There always seems to be a main topic of conversation at every book fair, which comes up during every meeting, whether it is with distributors from the Far East, booksellers from Turkey, or wholesalers from Germany.
In 2011 it was the erotica craze, where I would flash a silver-grey cover with a shiny motif and my customers would sigh and begrudgingly confirm they would order it because, well, it would sell. In 2015, it was the adult coloring book trend that took the world by surprise—no one really understood why, but like all great booksellers they identified the trend and stocked up. And then there was the Aussie Noir fever—The Rosie Project, The Dry, Big Little Lies, to name a few—all made their way to the bestseller lists across the globe.
In addition to these collective trends, there have been individual books and authors that have meteorically captured the attention of readers across the globe—Girl on a Train, Sally Rooney, Gone Girl—all of these books have created such a buzz, that you would inevitably find copies in even the smallest English book section, anywhere in the world.

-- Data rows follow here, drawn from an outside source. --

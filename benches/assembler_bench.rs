use criterion::{black_box, criterion_group, criterion_main, BatchSize, Criterion, Throughput};
use num_bigint::BigInt;
use pickle_assembler::{Assembler, PickleValue};

fn sample_record(items: usize) -> PickleValue {
    PickleValue::List(
        (0..items)
            .map(|i| {
                PickleValue::Dict(vec![
                    ("id".into(), (i as u64).into()),
                    ("name".into(), format!("item-{i}").into()),
                    ("score".into(), (i as f64 * 0.5).into()),
                    ("flags".into(), PickleValue::Tuple(vec![true.into(), false.into()])),
                ])
            })
            .collect(),
    )
}

#[allow(clippy::unwrap_used)]
fn bench_encode_value(c: &mut Criterion) {
    let mut group = c.benchmark_group("encode_value");
    let sizes = [16usize, 256, 4096];

    for &size in &sizes {
        let value = sample_record(size);
        for proto in [0u8, 2, 4] {
            group.bench_function(format!("records_{size}_proto{proto}"), |b| {
                b.iter(|| {
                    let mut asm = Assembler::new(proto, true).unwrap();
                    asm.encode_push(black_box(&value)).unwrap();
                    asm.assemble()
                })
            });
        }
    }

    group.finish();
}

#[allow(clippy::unwrap_used)]
fn bench_bytes_payload(c: &mut Criterion) {
    let mut group = c.benchmark_group("bytes_payload");
    let payload_sizes = [64usize, 4096, 65536, 1024 * 1024];

    for &size in &payload_sizes {
        group.throughput(Throughput::Bytes(size as u64));
        group.bench_function(format!("encode_{size}b"), |b| {
            b.iter_batched(
                || PickleValue::Bytes(vec![0u8; size]),
                |value| {
                    let mut asm = Assembler::new(4, true).unwrap();
                    asm.encode_push(&value).unwrap();
                    asm.assemble()
                },
                BatchSize::SmallInput,
            )
        });
    }

    group.finish();
}

#[allow(clippy::unwrap_used)]
fn bench_big_integers(c: &mut Criterion) {
    let mut group = c.benchmark_group("big_integers");

    for bits in [64u32, 1024, 2039, 8192] {
        let value = (BigInt::from(1) << bits) - 1;
        group.bench_function(format!("long_{bits}bit"), |b| {
            b.iter(|| {
                let mut asm = Assembler::new(2, true).unwrap();
                asm.encode_push(&PickleValue::Int(black_box(value.clone()))).unwrap();
                asm.assemble()
            })
        });
    }

    group.finish();
}

criterion_group!(benches, bench_encode_value, bench_bytes_payload, bench_big_integers);
criterion_main!(benches);
//! # Value Encoder
//!
//! Chooses the most compact opcode sequence for a [`PickleValue`] under the
//! assembler's active protocol, recursing into container elements.
//!
//! ## Selection Rules
//! - **bool**: `INT 01/00` below protocol 2, `NEWTRUE`/`NEWFALSE` from 2
//! - **int**: `INT` at protocol 0; otherwise the first of `BININT1`, `BININT2`,
//!   `BININT` that fits, then `INT` (protocol 1), `LONG1` or `LONG4`
//! - **float**: `FLOAT` at protocol 0, `BINFLOAT` otherwise
//! - **bytes**: protocol 3+ only; `SHORT_BINBYTES`, `BINBYTES`, `BINBYTES8` by length
//! - **str**: `UNICODE` at protocol 0; counted UTF-8 opcodes otherwise
//! - **tuple/list/dict**: empty-container opcodes from protocol 1, `MARK`-based
//!   builds otherwise; 1-3 element tuples use `TUPLE1`..`TUPLE3` from protocol 2
//!
//! A failed call restores the payload to its length before the call.

use crate::core::pack::{self, WordSize};
use crate::error::{constants, AssemblerError, Result};
use crate::protocol::assembler::{non_negative, Assembler};
use crate::protocol::value::{to_value, PickleValue};
use num_bigint::BigInt;
use num_traits::One;
use serde::Serialize;
use tracing::instrument;

/// Bit width bounding integers that are still emitted as `LONG1`.
///
/// `LONG1` can carry up to 255 bytes, but the threshold kept here is the
/// narrower signed 2040-bit range, i.e. `[-2^2039, 2^2039 - 1]`.
const LONG1_BITS: u32 = 2040;

const SHORT_LIMIT: usize = 1 << 8;
const LONG_LIMIT: u64 = 1 << 32;

impl Assembler {
    /// Emit `value` using the most compact opcodes valid for the active protocol.
    ///
    /// # Errors
    /// - `AssemblerError::ProtocolMismatch` for bytes below protocol 3
    /// - any error of the primitive emitters it delegates to
    ///
    /// The payload is left exactly as it was when an error is returned.
    #[instrument(skip(self, value), fields(proto = self.protocol(), kind = value.type_name()), level = "debug")]
    pub fn encode_push(&mut self, value: &PickleValue) -> Result<()> {
        let start = self.len();
        let result = self.encode_value(value);
        if result.is_err() {
            self.truncate(start);
        }
        result
    }

    /// Convert a `Serialize` value with [`to_value`] and emit it.
    pub fn encode<T: Serialize + ?Sized>(&mut self, value: &T) -> Result<()> {
        let value = to_value(value)?;
        self.encode_push(&value)
    }

    /// Push memo entry `index` with the most compact `GET` variant.
    pub fn encode_memo_get(&mut self, index: impl Into<BigInt>) -> Result<()> {
        let index = non_negative(index.into())?;
        match self.memo_width(&index) {
            MemoWidth::Text => self.memo_get(index),
            MemoWidth::Byte => self.memo_binget(index),
            MemoWidth::Long => self.memo_long_binget(index),
        }
    }

    /// Store the stack top at memo `index` with the most compact `PUT` variant.
    pub fn encode_memo_put(&mut self, index: impl Into<BigInt>) -> Result<()> {
        let index = non_negative(index.into())?;
        match self.memo_width(&index) {
            MemoWidth::Text => self.memo_put(index),
            MemoWidth::Byte => self.memo_binput(index),
            MemoWidth::Long => self.memo_long_binput(index),
        }
    }

    fn memo_width(&self, index: &BigInt) -> MemoWidth {
        if self.protocol() == 0 {
            MemoWidth::Text
        } else if pack::fits(index, WordSize::W8, false) {
            MemoWidth::Byte
        } else if pack::fits(index, WordSize::W32, false) {
            MemoWidth::Long
        } else {
            MemoWidth::Text
        }
    }

    fn encode_value(&mut self, value: &PickleValue) -> Result<()> {
        match value {
            PickleValue::None => self.push_none(),
            PickleValue::Bool(v) => self.encode_bool(*v),
            PickleValue::Int(v) => self.encode_int(v),
            PickleValue::Float(v) => self.encode_float(*v),
            PickleValue::Bytes(v) => self.encode_bytes(v),
            PickleValue::Str(v) => self.encode_str(v),
            PickleValue::Tuple(items) => self.encode_tuple(items),
            PickleValue::List(items) => self.encode_list(items),
            PickleValue::Dict(entries) => self.encode_dict(entries),
        }
    }

    fn encode_bool(&mut self, value: bool) -> Result<()> {
        if self.protocol() < 2 {
            self.push_int_bool(value)
        } else if value {
            self.push_true()
        } else {
            self.push_false()
        }
    }

    fn encode_int(&mut self, value: &BigInt) -> Result<()> {
        if self.protocol() == 0 {
            self.push_int(value.clone())
        } else if pack::fits(value, WordSize::W8, false) {
            self.push_binint1(value.clone())
        } else if pack::fits(value, WordSize::W16, false) {
            self.push_binint2(value.clone())
        } else if pack::fits(value, WordSize::W32, true) {
            self.push_binint(value.clone())
        } else if self.protocol() == 1 {
            self.push_int(value.clone())
        } else if fits_long1(value) {
            self.push_long1(value.clone())
        } else {
            // really large, rarely exceeds this limit
            self.push_long4(value.clone())
        }
    }

    fn encode_float(&mut self, value: f64) -> Result<()> {
        if self.protocol() == 0 {
            self.push_float(value)
        } else {
            self.push_binfloat(value)
        }
    }

    fn encode_bytes(&mut self, value: &[u8]) -> Result<()> {
        if self.protocol() < 3 {
            return Err(AssemblerError::ProtocolMismatch {
                opcode: "SHORT_BINBYTES",
                required: 3,
                current: self.protocol(),
            });
        }
        if value.len() < SHORT_LIMIT {
            self.push_short_binbytes(value)
        } else if (value.len() as u64) < LONG_LIMIT {
            self.push_binbytes(value)
        } else if self.protocol() < 4 {
            Err(AssemblerError::OutOfRange(
                constants::ERR_BYTES_TOO_LONG_PROTO3.to_string(),
            ))
        } else {
            self.push_binbytes8(value)
        }
    }

    fn encode_str(&mut self, value: &str) -> Result<()> {
        if self.protocol() == 0 {
            return self.push_unicode(value);
        }
        let length = value.len();
        if self.protocol() < 4 {
            if (length as u64) < LONG_LIMIT {
                self.push_binunicode(value)
            } else {
                self.push_unicode(value)
            }
        } else if length < SHORT_LIMIT {
            self.push_short_binunicode(value)
        } else if (length as u64) < LONG_LIMIT {
            self.push_binunicode(value)
        } else {
            self.push_binunicode8(value)
        }
    }

    fn encode_tuple(&mut self, items: &[PickleValue]) -> Result<()> {
        if items.is_empty() {
            return if self.protocol() == 0 {
                self.push_mark()?;
                self.build_tuple()
            } else {
                self.push_empty_tuple()
            };
        }

        let short = self.protocol() >= 2 && items.len() <= 3;
        if !short {
            self.push_mark()?;
        }
        for item in items {
            self.encode_value(item)?;
        }
        match (short, items.len()) {
            (true, 1) => self.build_tuple1(),
            (true, 2) => self.build_tuple2(),
            (true, _) => self.build_tuple3(),
            (false, _) => self.build_tuple(),
        }
    }

    fn encode_list(&mut self, items: &[PickleValue]) -> Result<()> {
        if items.is_empty() {
            return if self.protocol() == 0 {
                self.push_mark()?;
                self.build_list()
            } else {
                self.push_empty_list()
            };
        }

        self.push_mark()?;
        for item in items {
            self.encode_value(item)?;
        }
        self.build_list()
    }

    fn encode_dict(&mut self, entries: &[(PickleValue, PickleValue)]) -> Result<()> {
        if entries.is_empty() {
            return if self.protocol() == 0 {
                self.push_mark()?;
                self.build_dict()
            } else {
                self.push_empty_dict()
            };
        }

        if let Some(key) = duplicate_key(entries) {
            return Err(AssemblerError::InvalidArgument(format!(
                "duplicate dict key: {key:?}"
            )));
        }

        self.push_mark()?;
        for (key, value) in entries {
            self.encode_value(key)?;
            self.encode_value(value)?;
        }
        self.build_dict()
    }
}

enum MemoWidth {
    Text,
    Byte,
    Long,
}

fn duplicate_key(entries: &[(PickleValue, PickleValue)]) -> Option<&PickleValue> {
    entries
        .iter()
        .enumerate()
        .find(|(i, (key, _))| entries[..*i].iter().any(|(seen, _)| seen == key))
        .map(|(_, (key, _))| key)
}

fn fits_long1(value: &BigInt) -> bool {
    let half = BigInt::one() << (LONG1_BITS - 1);
    *value >= -half.clone() && *value < half
}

International booksellers of English-language titles have always kept a very close eye on trends—whether it’s books that feature on the New York Times or Sunday Times bestseller list, prize-winners, or film tie-ins. Trends are hard to predict, but if you keep your finger on the pulse they are easier to spot.
But no one could have predicted the impact of the latest craze. At the London and Frankfurt Book Fairs last year, when I asked what was selling well in their markets, every single customer I spoke to, from across 20 countries, said BookTok. It is no great surprise as we have all seen the dramatic rise of Colleen Hoover over the last couple of years. But this trend feels different. Perhaps it’s because it is not just one book, one author, or one genre. Perhaps it’s because the titles that have taken off are almost exclusively influenced by young women, or perhaps it’s because it feels like it is making reading cool?
The eye-rolling was kept to a minimum and the only real complaint was that they wished the popular titles on BookTok were a little more wide-ranging, although it’s important to note that it is not always the same books that resonate in each market. Colleen Hoover’s It Ends with Us took the bestseller spot in Ireland, Australia, and Brazil in 2022, while Atomic Habits was India’s overall bestseller in the same year.
Attracting Young People
But there is one thing that everyone agrees on—BookTok has made reading fashionable, and young people are flocking to bookstores in a way that they haven’t since Harry Potter entered the global consciousness. And the numbers don’t lie: the U.K. Publishers Association says export sales in 2022 increased by 8% to £4.1bn, with BookTok playing a key role.
It was very clear to me that whatever criticisms may be aimed at BookTok, the beauty of it is that it is created by and for people who love books. And our job as publishers and booksellers is to react, respond, and listen. It is not for us to harness the social media platform to buy books—like anyone who had a backlist coloring book back in 2015—it is for us to hope we are lucky enough to have the right book at the right time for the right readers.
Despite working in international sales for many years, I always find it fascinating that in our global community, what people are reading transcends borders and creates a truly collective passion. Even in countries where TikTok is not available, my customers said that the books find a way through, whether via an alternative social media platform, like Instagram or Reddit, or through blogs and word of mouth.
No one knows if the significant impact of BookTok will end abruptly or if it will slowly fade out and something will come along and take its place, but what we do know is it has had a profound impact on the reading habits of young people, and their relationship to bookstores, and that can only be a good thing.
Gemma Davis is international sales director, Atlantic Books / Murdoch Books.